Since then, the SLA evolution continues from the stage of SLA for Peer-to-Peer computing to the stage of SLA for Utility Computing. Notably, the emergence of Grid Computing and Utility Computing triggered several important advancements in the specification of SLAs. This is because the openness and autonomy of grids and utility-oriented service provisioning model required specification formats that were not restricted to any organization or application domain’s syntax or semantics.

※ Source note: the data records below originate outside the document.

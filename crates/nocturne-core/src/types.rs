//! Core type aliases used throughout the crate.

/// Player identifier assigned at registration (1-based in practice, but the
/// engine treats it as opaque).
pub type PlayerId = u8;
//! Combat resolution between monster kinds.
//!
//! Combat is a pure function of the two kinds involved. The winner of a
//! matchup does not depend on who initiated it: if the attacker's kind wins
//! with the roles one way, it also wins as the defender with the roles
//! reversed.

use crate::unit::MonsterType;
use serde::{Deserialize, Serialize};

/// Result of a combat engagement.
#[derive(Clone, Copy, PartialEq, Eq, Hash, Debug, Serialize, Deserialize)]
pub enum CombatOutcome {
    /// The attacker survives and takes the cell.
    AttackerWins,
    /// The defender survives in place.
    DefenderWins,
    /// Equal kinds annihilate each other.
    BothEliminated,
}

/// Resolve combat between an attacking and a defending monster kind.
pub fn resolve_combat(attacker: MonsterType, defender: MonsterType) -> CombatOutcome {
    if attacker == defender {
        CombatOutcome::BothEliminated
    } else if attacker.beats(defender) {
        CombatOutcome::AttackerWins
    } else {
        CombatOutcome::DefenderWins
    }
}
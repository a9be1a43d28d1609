// ABOUTME: Library root for kahu - real-time status sync for deployable services.
// ABOUTME: The CLI binary is in main.rs; everything it drives lives here.

pub mod config;
pub mod diagnostics;
pub mod error;
pub mod optimistic;
pub mod output;
pub mod poll;
pub mod reconcile;
pub mod snapshot;
pub mod status;
pub mod supervisor;
pub mod transport;
pub mod types;
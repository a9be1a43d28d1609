// ABOUTME: Poll cadence and optimistic-action timing configuration.
// ABOUTME: All intervals are policy, not protocol, and default to empirically tuned values.

use serde::Deserialize;
use std::time::Duration;

#[derive(Debug, Clone, Deserialize)]
pub struct PollingConfig {
    /// Interval while work is in flight (detail view).
    #[serde(default = "default_fast_interval", with = "humantime_serde")]
    pub fast_interval: Duration,

    /// Interval while work is in flight (list view polling many resources).
    #[serde(default = "default_list_fast_interval", with = "humantime_serde")]
    pub list_fast_interval: Duration,

    /// Interval while idle.
    #[serde(default = "default_slow_interval", with = "humantime_serde")]
    pub slow_interval: Duration,

    /// Idle interval while the resource is still provisioning.
    #[serde(default = "default_provisioning_interval", with = "humantime_serde")]
    pub provisioning_interval: Duration,

    /// How long fast polling continues after activity ends.
    #[serde(default = "default_grace_window", with = "humantime_serde")]
    pub grace_window: Duration,
}

impl Default for PollingConfig {
    fn default() -> Self {
        Self {
            fast_interval: default_fast_interval(),
            list_fast_interval: default_list_fast_interval(),
            slow_interval: default_slow_interval(),
            provisioning_interval: default_provisioning_interval(),
            grace_window: default_grace_window(),
        }
    }
}

fn default_fast_interval() -> Duration {
    Duration::from_millis(2500)
}

fn default_list_fast_interval() -> Duration {
    Duration::from_secs(5)
}

fn default_slow_interval() -> Duration {
    Duration::from_secs(20)
}

fn default_provisioning_interval() -> Duration {
    Duration::from_secs(5)
}

fn default_grace_window() -> Duration {
    Duration::from_secs(30)
}

#[derive(Debug, Clone, Deserialize)]
pub struct OptimisticConfig {
    /// How long an unconfirmed action may stay pending.
    #[serde(default = "default_optimistic_timeout", with = "humantime_serde")]
    pub timeout: Duration,
}

impl Default for OptimisticConfig {
    fn default() -> Self {
        Self {
            timeout: default_optimistic_timeout(),
        }
    }
}

fn default_optimistic_timeout() -> Duration {
    Duration::from_secs(20)
}
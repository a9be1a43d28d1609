// ABOUTME: Command-line interface definition using clap derive macros.
// ABOUTME: Defines all subcommands and their arguments.

use clap::{Args, Parser, Subcommand};

#[derive(Parser)]
#[command(name = "kahu")]
#[command(about = "Real-time deploy and rule status for your services")]
#[command(version)]
pub struct Cli {
    /// Enable debug logging
    #[arg(short, long, global = true)]
    pub verbose: bool,

    #[command(subcommand)]
    pub command: Commands,
}

/// Which resource to operate on.
#[derive(Args)]
pub struct TargetArgs {
    /// Resource identifier
    pub id: String,

    /// Environment the deploys and rules belong to
    #[arg(short, long, default_value = "production")]
    pub environment: String,

    /// Resource collection (overrides the config file)
    #[arg(short, long)]
    pub resource: Option<String>,
}

#[derive(Subcommand)]
pub enum Commands {
    /// Initialize a new kahu.yml configuration file
    Init {
        /// Status server base URL
        #[arg(long)]
        endpoint: Option<String>,

        /// Overwrite an existing kahu.yml
        #[arg(short, long)]
        force: bool,
    },

    /// Follow a resource's status until interrupted
    Watch {
        #[command(flatten)]
        target: TargetArgs,

        /// Print JSON lines instead of text
        #[arg(long, conflicts_with = "quiet")]
        json: bool,

        /// Only print phase changes
        #[arg(short, long)]
        quiet: bool,
    },

    /// Deploy a resource and wait for the server to pick it up
    Deploy {
        #[command(flatten)]
        target: TargetArgs,
    },
}
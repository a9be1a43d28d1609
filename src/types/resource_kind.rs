// ABOUTME: Validated resource collection name used as the first URL path segment.
// ABOUTME: e.g. "services" in /services/{id}/status.

use std::fmt;
use thiserror::Error;

#[derive(Debug, Error)]
pub enum ResourceKindError {
    #[error("resource kind cannot be empty")]
    Empty,

    #[error("invalid character in resource kind: '{0}'")]
    InvalidChar(char),
}

#[derive(Debug, Clone, PartialEq, Eq, Hash)]
pub struct ResourceKind(String);

impl ResourceKind {
    pub fn new(value: &str) -> Result<Self, ResourceKindError> {
        let trimmed = value.trim().trim_matches('/');
        if trimmed.is_empty() {
            return Err(ResourceKindError::Empty);
        }

        // Valid characters: lowercase alphanumeric, hyphen, underscore
        for c in trimmed.chars() {
            if !c.is_ascii_lowercase() && !c.is_ascii_digit() && c != '-' && c != '_' {
                return Err(ResourceKindError::InvalidChar(c));
            }
        }

        Ok(Self(trimmed.to_string()))
    }

    pub fn as_str(&self) -> &str {
        &self.0
    }
}

impl Default for ResourceKind {
    fn default() -> Self {
        Self("services".to_string())
    }
}

impl fmt::Display for ResourceKind {
    fn fmt(&self, f: &mut fmt::Formatter<'_>) -> fmt::Result {
        write!(f, "{}", self.0)
    }
}

impl std::str::FromStr for ResourceKind {
    type Err = ResourceKindError;

    fn from_str(s: &str) -> Result<Self, Self::Err> {
        Self::new(s)
    }
}
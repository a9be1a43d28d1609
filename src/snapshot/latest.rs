// ABOUTME: Latest-entity selection per (resource, environment).
// ABOUTME: Orders by startedAt, then createdAt, then updatedAt; ties keep list order.

use chrono::{DateTime, Utc};

use super::model::{Deploy, RuleDeploy};
use crate::types::{Environment, ResourceId};

/// Something that can be ranked by recency and scoped to a resource.
pub trait Timeline {
    fn resource_id(&self) -> &ResourceId;
    fn environment(&self) -> &Environment;
    fn started_at(&self) -> Option<DateTime<Utc>>;
    fn created_at(&self) -> Option<DateTime<Utc>>;
    fn updated_at(&self) -> Option<DateTime<Utc>>;

    /// `startedAt ?? createdAt ?? updatedAt`.
    fn recency(&self) -> Option<DateTime<Utc>> {
        self.started_at()
            .or_else(|| self.created_at())
            .or_else(|| self.updated_at())
    }
}

impl Timeline for Deploy {
    fn resource_id(&self) -> &ResourceId {
        &self.resource_id
    }

    fn environment(&self) -> &Environment {
        &self.environment
    }

    fn started_at(&self) -> Option<DateTime<Utc>> {
        self.started_at
    }

    fn created_at(&self) -> Option<DateTime<Utc>> {
        self.created_at
    }

    fn updated_at(&self) -> Option<DateTime<Utc>> {
        self.updated_at
    }
}

impl Timeline for RuleDeploy {
    fn resource_id(&self) -> &ResourceId {
        &self.resource_id
    }

    fn environment(&self) -> &Environment {
        &self.environment
    }

    fn started_at(&self) -> Option<DateTime<Utc>> {
        self.started_at
    }

    fn created_at(&self) -> Option<DateTime<Utc>> {
        self.created_at
    }

    fn updated_at(&self) -> Option<DateTime<Utc>> {
        self.updated_at
    }
}

/// Pick the most recent entry for `(resource, environment)`.
///
/// Entries without any timestamp rank below every timestamped entry. On a
/// tie the entry listed first wins.
pub fn latest<'a, T: Timeline>(
    entries: &'a [T],
    resource: &ResourceId,
    environment: &Environment,
) -> Option<&'a T> {
    let mut best: Option<&'a T> = None;
    for entry in entries
        .iter()
        .filter(|e| e.resource_id() == resource && e.environment() == environment)
    {
        match best {
            Some(current) if entry.recency() <= current.recency() => {}
            _ => best = Some(entry),
        }
    }
    best
}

Further, the rapid growth of the cloud market leading to the emergence of new services, new ways for service provisioning and new interaction and collaboration models both amongst cloud providers and service ecosystems drives the extensive exploitation of SLAs for cloud computing. The continuous technological advancement of distributed computing drives the application of SLA to the current stage of SLAs for cloud-hosted BDAAs. In this stage, the importance and sophistication of SLA increases than ever before. However, the research on this particular stage is far from mature.
It is worth mentioning that although CC is widely applied, it still has some re- strictions. The fundamental restrictions lies in the correspondence between the cloud and the end devices. Such correspondence is not appropriate for a large set of cloud- based BDAAs such as the latency-sensitive applications (e.g.,disaster management, fire detection and firefighting, and content delivery applications etc.,). Hence, two new computing paradigms are proposed to address such issues. They are Fog Computing [173, 174] and Edge Computing [175, 176]:
• Fog Computing (FC): refers a novel architecture that extends the traditional CC architecture to the edge of the network. With fog, the processing of some application components (e.g., latency-sensitive ones) can take place at the edge of the network, while others (e.g., delay-tolerant and computational intensive components) can happen in the Cloud.
• Edge Computing (EC): refers to the enabling technologies allowing computation to be performed at the edge of the network, on downstream data on behalf of cloud services and upstream data on behalf of IoT services. The “edge” is denoted
as any computing and network resources along the path between data sources and Cloud data centers.
FC and EC are not substitutes for CC but powerful complements. Compared to CC, compute, storage, and network resources are still the building blocks of the Cloud in FC and EC environment. However, they extend CC by enabling provisioning resources and services outside the Cloud, at the edge of the network, closer to end devices or eventually, at locations stipulated by SLAs [174]. Therefore, SLA is still a fundamental element to manage the level of service for those applications deployed in FC and EC environment, especially for latency-sensitive ones [177, 178]. For FC and EC enabled BDAAs, SLA is often influenced by many aspects (e.g., energy usage, application characteristics, service cost, network status, data locations etc.,). [178]. Hence, SLA metrics in terms of these aspects should be one of their focusing points.